**WHAT THE EXERCISE ASKS:**
Search the data below for the word "failed" and copy each line that holds it.

**RECORDS FOR THIS TASK:**

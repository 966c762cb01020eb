//! Interactive numbered menu over a [`Session`].
//!
//! Generic over its input and output so the whole loop can be driven from
//! byte buffers in tests.

use std::io::{BufRead, Write};

use tracing::{debug, instrument, warn};

use crate::application::{ApplicationError, IoResultExt, Session};
use crate::cli::{CliError, CliResult};
use crate::domain::{count_leaves, count_nodes, count_non_leaves, depth, max_degree, Order};
use crate::util::path::expand_path;

const MENU: &str = "
======== sibtree ========
0. Exit
1. Build tree from console
2. Load tree from file
3. Node count
4. Leaf count
5. Non-leaf count
6. Node degree / max degree
7. Depth
8. Show shape
9. Level-order traversal
10. Preorder traversal
11. Postorder traversal
12. Release current tree
Choice: ";

const NO_TREE: &str = "No tree: build or load one first.";

/// One menu choice.
#[derive(Debug, Clone, Copy, PartialEq, Eq)]
enum Choice {
    Exit,
    Build,
    Load,
    Nodes,
    Leaves,
    NonLeaves,
    Degree,
    Depth,
    Shape,
    Walk(Order),
    Release,
}

impl Choice {
    fn parse(input: &str) -> Option<Self> {
        let choice = match input.trim().parse::<u8>().ok()? {
            0 => Choice::Exit,
            1 => Choice::Build,
            2 => Choice::Load,
            3 => Choice::Nodes,
            4 => Choice::Leaves,
            5 => Choice::NonLeaves,
            6 => Choice::Degree,
            7 => Choice::Depth,
            8 => Choice::Shape,
            9 => Choice::Walk(Order::Level),
            10 => Choice::Walk(Order::Pre),
            11 => Choice::Walk(Order::Post),
            12 => Choice::Release,
            _ => return None,
        };
        Some(choice)
    }
}

pub struct Menu<R, W> {
    session: Session,
    input: R,
    output: W,
}

impl<R: BufRead, W: Write> Menu<R, W> {
    pub fn new(session: Session, input: R, output: W) -> Self {
        Self {
            session,
            input,
            output,
        }
    }

    pub fn session(&self) -> &Session {
        &self.session
    }

    /// Runs until "0" or end of input; the tree is released on exit.
    #[instrument(level = "debug", skip(self))]
    pub fn run(&mut self) -> CliResult<()> {
        loop {
            self.write(MENU)?;
            let Some(line) = self.read_line()? else {
                debug!("end of input");
                break;
            };
            let Some(choice) = Choice::parse(&line) else {
                self.write("Invalid choice, try again.\n")?;
                continue;
            };
            debug!(?choice, "menu choice");
            if choice == Choice::Exit {
                break;
            }
            self.dispatch(choice)?;
        }

        self.session.release();
        self.write("Bye.\n")?;
        Ok(())
    }

    fn dispatch(&mut self, choice: Choice) -> CliResult<()> {
        let result = match choice {
            Choice::Exit => Ok(()),
            Choice::Build => self.build(),
            Choice::Load => self.load(),
            Choice::Release => {
                let message = if self.session.release() {
                    "Tree released.\n"
                } else {
                    "No tree to release.\n"
                };
                self.write(message)
            }
            query => self.query(query),
        };

        // a missing tree is a normal menu outcome, everything else propagates
        match result {
            Err(CliError::Application(ApplicationError::NoTree)) => self.write(&format!("{NO_TREE}\n")),
            other => other,
        }
    }

    fn build(&mut self) -> CliResult<()> {
        let built = self
            .session
            .build_from_console(&mut self.input, &mut self.output)?;
        self.write(if built { "\nTree built.\n" } else { "\nNo tree built.\n" })
    }

    fn load(&mut self) -> CliResult<()> {
        self.write("File name (with path): ")?;
        let line = self.read_line()?.unwrap_or_default();
        let name = line.trim();
        if name.is_empty() {
            return self.write("Invalid file name.\n");
        }

        match self.session.load_file(&expand_path(name)) {
            Ok(()) => self.write("Tree loaded.\n"),
            Err(ApplicationError::Domain(e)) => {
                warn!(error = %e, "load failed");
                self.write(&format!("Load failed: {e}\n"))
            }
            Err(e) => Err(e.into()),
        }
    }

    fn query(&mut self, choice: Choice) -> CliResult<()> {
        let root = self.session.require_tree()?;
        let text = match choice {
            Choice::Nodes => format!("Node count: {}\n", count_nodes(Some(root))),
            Choice::Leaves => format!("Leaf count: {}\n", count_leaves(Some(root))),
            Choice::NonLeaves => format!("Non-leaf count: {}\n", count_non_leaves(Some(root))),
            Choice::Depth => format!("Depth: {}\n", depth(Some(root))),
            Choice::Shape => self.session.shape()?,
            Choice::Walk(order) => {
                let title = match order {
                    Order::Pre => "Preorder",
                    Order::Post => "Postorder",
                    Order::Level => "Level order",
                };
                format!("{title}: {}\n", self.session.walk(order)?.join(" "))
            }
            Choice::Degree => {
                let max = max_degree(Some(root));
                self.write("Node label (empty for max degree only): ")?;
                let line = self.read_line()?.unwrap_or_default();
                let label = line.trim();
                let mut text = String::new();
                if !label.is_empty() {
                    match self.session.node_degree(label)? {
                        Some(degree) => text.push_str(&format!("Degree of [{label}]: {degree}\n")),
                        None => text.push_str(&format!("No node labelled [{label}].\n")),
                    }
                }
                text.push_str(&format!("Max degree: {max}\n"));
                text
            }
            Choice::Exit | Choice::Build | Choice::Load | Choice::Release => String::new(),
        };
        self.write(&text)
    }

    fn write(&mut self, text: &str) -> CliResult<()> {
        self.output
            .write_all(text.as_bytes())
            .and_then(|_| self.output.flush())
            .with_context("write menu output")?;
        Ok(())
    }

    fn read_line(&mut self) -> CliResult<Option<String>> {
        let mut line = String::new();
        let read = self.input.read_line(&mut line).with_context("read menu input")?;
        if read == 0 {
            return Ok(None);
        }
        Ok(Some(line.trim_end_matches(['\n', '\r']).to_string()))
    }
}
//! `convoy onboard` — initialize the workspace.
//!
//! There's no config file to write: runtime settings are read from the
//! environment (see `helpers::providers_from_env`/`resolve_model`). This
//! command only scaffolds the workspace directory and its bootstrap files.

use anyhow::Result;
use colored::Colorize;

use convoy_core::utils::get_data_path;

use crate::helpers;

/// Run the onboard command.
pub fn run() -> Result<()> {
    println!();
    println!("{}", "🦀 Convoy — Setup".cyan().bold());
    println!();

    let data_dir = get_data_path();
    let workspace = helpers::resolve_workspace();

    // 1. Ensure workspace directory
    std::fs::create_dir_all(&workspace)?;
    println!("  {} workspace at {}", "✓".green(), workspace.display());

    // 2. Create memory directory
    let memory_dir = workspace.join("memory");
    std::fs::create_dir_all(&memory_dir)?;
    println!("  {} memory dir at {}", "✓".green(), memory_dir.display());

    // 3. Create bootstrap template files if they don't exist
    create_template(&workspace.join("AGENTS.md"), AGENTS_TEMPLATE)?;
    create_template(&workspace.join("SOUL.md"), SOUL_TEMPLATE)?;
    create_template(&workspace.join("USER.md"), USER_TEMPLATE)?;
    create_template(&memory_dir.join("MEMORY.md"), MEMORY_TEMPLATE)?;

    // 4. Create skills directory (empty; drop a skill's SKILL.md in here)
    let skills_dir = workspace.join("skills");
    std::fs::create_dir_all(&skills_dir)?;
    println!("  {} skills dir at {}", "✓".green(), skills_dir.display());

    // 5. Create sessions + history directories
    let sessions_dir = workspace.join("sessions");
    std::fs::create_dir_all(&sessions_dir)?;
    let history_dir = data_dir.join("history");
    std::fs::create_dir_all(&history_dir)?;

    println!();
    println!(
        "{}",
        "  Setup complete! Set an API key (e.g. ANTHROPIC_API_KEY) and run `convoy agent` to start chatting.".green()
    );
    println!();

    Ok(())
}

/// Create a template file if it doesn't exist.
fn create_template(path: &std::path::Path, content: &str) -> Result<()> {
    let name = path.file_name().unwrap_or_default().to_string_lossy();
    if path.exists() {
        println!("  {} {} already exists", "✓".green(), name);
    } else {
        std::fs::write(path, content)?;
        println!("  {} created {}", "✓".green(), name);
    }
    Ok(())
}

// ─────────────────────────────────────────────
// Templates
// ─────────────────────────────────────────────

const AGENTS_TEMPLATE: &str = r#"# Agents

Configuration and personality for your AI agents.

## Default Agent: Convoy

- **Name**: Convoy
- **Role**: Personal AI assistant
- **Style**: Concise, helpful, technical when needed
"#;

const USER_TEMPLATE: &str = r#"# User Profile

Tell Convoy about yourself so it can personalize its responses.

## About Me

- **Name**: (your name)
- **Role**: (your role/profession)
- **Preferences**: (communication preferences)
"#;

const SOUL_TEMPLATE: &str = r#"# Soul

I am Convoy, a lightweight AI assistant built in Rust.

## Personality

- Helpful and friendly
- Concise and to the point
- Curious and eager to learn

## Values

- Accuracy over speed
- User privacy and safety
- Transparency in actions
"#;

const MEMORY_TEMPLATE: &str = r#"# Long-term Memory

Convoy persists important information here automatically.
You can also edit this file directly.
"#;

// ─────────────────────────────────────────────
// Tests
// ─────────────────────────────────────────────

**WRITTEN REPLY:**
                warn!(error = %e, "load failed");
                self.write(&format!("Load failed: {e}\n"))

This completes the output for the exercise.